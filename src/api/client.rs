// client.rs
use crate::api::models::{
    FloorPlanUpload, LinkEnvelope, PricePrediction, Property, PropertyEnvelope, PropertyList,
    PropertyPatch, PublicReport, QualityScore, ShareableLink, SqftImpact, TrainRequest,
    TrainResult, ViewLog,
};
use crate::api::ApiError;
use reqwest::blocking::{multipart, Client, RequestBuilder, Response};
use reqwest::header::{HeaderMap, HeaderValue, ACCEPT, AUTHORIZATION};
use serde::de::DeserializeOwned;
use std::time::{Duration, Instant};
use tracing::{debug, warn};
use url::Url;

const USER_AGENT: &str = concat!("flooriq-web/", env!("CARGO_PKG_VERSION"));

/// Everything the pages need from the backend. Routes only see this trait, so
/// tests can swap in an in-memory backend.
pub trait PropertyApi: Send + Sync {
    fn list_properties(&self) -> Result<Vec<Property>, ApiError>;
    fn get_property(&self, id: &str) -> Result<Property, ApiError>;
    fn update_property(&self, id: &str, patch: &PropertyPatch) -> Result<Property, ApiError>;
    fn delete_property(&self, id: &str) -> Result<(), ApiError>;
    fn upload_floor_plan(&self, upload: &FloorPlanUpload) -> Result<Property, ApiError>;
    fn enrich(&self, id: &str) -> Result<(), ApiError>;
    fn re_enrich(&self, id: &str) -> Result<(), ApiError>;

    /// The current link, or `None` when the property has never been shared.
    fn shareable_link(&self, id: &str) -> Result<Option<ShareableLink>, ApiError>;
    fn generate_link(&self, id: &str) -> Result<ShareableLink, ApiError>;

    fn public_report(&self, token: &str) -> Result<PublicReport, ApiError>;
    fn log_view(&self, token: &str, view: &ViewLog) -> Result<(), ApiError>;

    fn train_model(&self, request: &TrainRequest) -> Result<TrainResult, ApiError>;
    fn sqft_impact(&self, train_first: bool) -> Result<SqftImpact, ApiError>;
    fn quality_score(&self, id: &str) -> Result<QualityScore, ApiError>;
    /// Fails with a 400 until a model has been trained.
    fn predict_price(&self, id: &str) -> Result<PricePrediction, ApiError>;
}

/// Blocking HTTP client for the FloorIQ REST API.
pub struct ApiClient {
    client: Client,
    base: Url,
    token: Option<String>,
}

impl ApiClient {
    pub fn new(base: Url, token: Option<String>, timeout: Duration) -> Result<Self, ApiError> {
        let mut headers = HeaderMap::new();
        headers.insert(ACCEPT, HeaderValue::from_static("application/json"));

        let client = Client::builder()
            .user_agent(USER_AGENT)
            .default_headers(headers)
            .timeout(timeout)
            .build()
            .map_err(|e| ApiError::Network(e.to_string()))?;

        Ok(Self {
            client,
            base,
            token,
        })
    }

    /// Build `<base>/<segments...>`; each segment is percent-encoded.
    pub fn endpoint(&self, segments: &[&str]) -> Result<Url, ApiError> {
        let mut url = self.base.clone();
        url.path_segments_mut()
            .map_err(|_| ApiError::Network(format!("API base URL cannot be a base: {}", self.base)))?
            .pop_if_empty()
            .extend(segments);
        Ok(url)
    }

    fn authed(&self, builder: RequestBuilder) -> RequestBuilder {
        match &self.token {
            Some(token) => builder.header(AUTHORIZATION, format!("Bearer {token}")),
            None => builder,
        }
    }

    fn send(&self, label: &str, builder: RequestBuilder) -> Result<Response, ApiError> {
        let start = Instant::now();
        let resp = builder.send().map_err(|e| {
            warn!(call = label, error = %e, "backend call failed");
            ApiError::from(e)
        })?;

        let status = resp.status();
        debug!(call = label, status = status.as_u16(), elapsed = ?start.elapsed(), "backend call");

        if status.is_success() {
            return Ok(resp);
        }

        let body = resp.text().unwrap_or_default();
        let err = ApiError::from_status(status.as_u16(), &body);
        if !err.is_not_found() {
            warn!(call = label, status = status.as_u16(), "backend rejected request: {err}");
        }
        Err(err)
    }

    fn json<T: DeserializeOwned>(&self, label: &str, builder: RequestBuilder) -> Result<T, ApiError> {
        let resp = self.send(label, builder)?;
        let text = resp.text()?;
        serde_json::from_str(&text).map_err(|e| {
            warn!(call = label, error = %e, "could not decode backend response");
            ApiError::Decode(format!("{label}: {e}"))
        })
    }
}

impl PropertyApi for ApiClient {
    fn list_properties(&self) -> Result<Vec<Property>, ApiError> {
        let url = self.endpoint(&["api", "properties"])?;
        let list: PropertyList = self.json("list_properties", self.authed(self.client.get(url)))?;
        Ok(list.into_vec())
    }

    fn get_property(&self, id: &str) -> Result<Property, ApiError> {
        let url = self.endpoint(&["api", "properties", id])?;
        let env: PropertyEnvelope = self.json("get_property", self.authed(self.client.get(url)))?;
        Ok(env.into_property())
    }

    fn update_property(&self, id: &str, patch: &PropertyPatch) -> Result<Property, ApiError> {
        let url = self.endpoint(&["api", "properties", id])?;
        let env: PropertyEnvelope = self.json(
            "update_property",
            self.authed(self.client.patch(url).json(patch)),
        )?;
        Ok(env.into_property())
    }

    fn delete_property(&self, id: &str) -> Result<(), ApiError> {
        let url = self.endpoint(&["api", "properties", id])?;
        self.send("delete_property", self.authed(self.client.delete(url)))?;
        Ok(())
    }

    fn upload_floor_plan(&self, upload: &FloorPlanUpload) -> Result<Property, ApiError> {
        let url = self.endpoint(&["api", "properties", "upload"])?;
        let part = multipart::Part::bytes(upload.bytes.clone())
            .file_name(upload.file_name.clone())
            .mime_str(&upload.content_type)
            .map_err(|e| ApiError::Network(format!("invalid content type: {e}")))?;
        let form = multipart::Form::new()
            .text("address", upload.address.clone())
            .part("file", part);

        let env: PropertyEnvelope = self.json(
            "upload_floor_plan",
            self.authed(self.client.post(url).multipart(form)),
        )?;
        Ok(env.into_property())
    }

    fn enrich(&self, id: &str) -> Result<(), ApiError> {
        let url = self.endpoint(&["api", "properties", id, "enrich"])?;
        self.send("enrich", self.authed(self.client.post(url)))?;
        Ok(())
    }

    fn re_enrich(&self, id: &str) -> Result<(), ApiError> {
        let url = self.endpoint(&["api", "properties", id, "re-enrich"])?;
        self.send("re_enrich", self.authed(self.client.post(url)))?;
        Ok(())
    }

    fn shareable_link(&self, id: &str) -> Result<Option<ShareableLink>, ApiError> {
        let url = self.endpoint(&["api", "properties", id, "shareable-link"])?;
        match self.json::<LinkEnvelope>("shareable_link", self.authed(self.client.get(url))) {
            Ok(env) => Ok(Some(env.into_link())),
            Err(ApiError::NotFound(_)) => Ok(None),
            Err(e) => Err(e),
        }
    }

    fn generate_link(&self, id: &str) -> Result<ShareableLink, ApiError> {
        let url = self.endpoint(&["api", "properties", id, "generate-link"])?;
        let env: LinkEnvelope = self.json("generate_link", self.authed(self.client.post(url)))?;
        Ok(env.into_link())
    }

    fn public_report(&self, token: &str) -> Result<PublicReport, ApiError> {
        let url = self.endpoint(&["api", "public", "report", token])?;
        self.json("public_report", self.client.get(url))
    }

    fn log_view(&self, token: &str, view: &ViewLog) -> Result<(), ApiError> {
        let url = self.endpoint(&["api", "public", "report", token, "log_view"])?;
        self.send("log_view", self.client.post(url).json(view))?;
        Ok(())
    }

    fn train_model(&self, request: &TrainRequest) -> Result<TrainResult, ApiError> {
        let url = self.endpoint(&["api", "analytics", "model", "train"])?;
        self.json("train_model", self.authed(self.client.post(url).json(request)))
    }

    fn sqft_impact(&self, train_first: bool) -> Result<SqftImpact, ApiError> {
        let mut url = self.endpoint(&["api", "analytics", "sqft-impact"])?;
        url.query_pairs_mut()
            .append_pair("train_model", if train_first { "true" } else { "false" });
        self.json("sqft_impact", self.authed(self.client.get(url)))
    }

    fn quality_score(&self, id: &str) -> Result<QualityScore, ApiError> {
        let url = self.endpoint(&["api", "analytics", "quality-score", id])?;
        self.json("quality_score", self.authed(self.client.get(url)))
    }

    fn predict_price(&self, id: &str) -> Result<PricePrediction, ApiError> {
        let url = self.endpoint(&["api", "analytics", "predict", id])?;
        self.json("predict_price", self.authed(self.client.get(url)))
    }
}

REQUIRED ACTION:
An exact repetition of the material above is required, from its first line through the line holding "use crate::api::ApiError;", with nothing added.

RESULT:
filename src/api/client.rs
// client.rs
use crate::api::models::{
    FloorPlanUpload, LinkEnvelope, PricePrediction, Property, PropertyEnvelope, PropertyList,
    PropertyPatch, PublicReport, QualityScore, ShareableLink, SqftImpact, TrainRequest,
    TrainResult, ViewLog,
};
use crate::api::ApiError;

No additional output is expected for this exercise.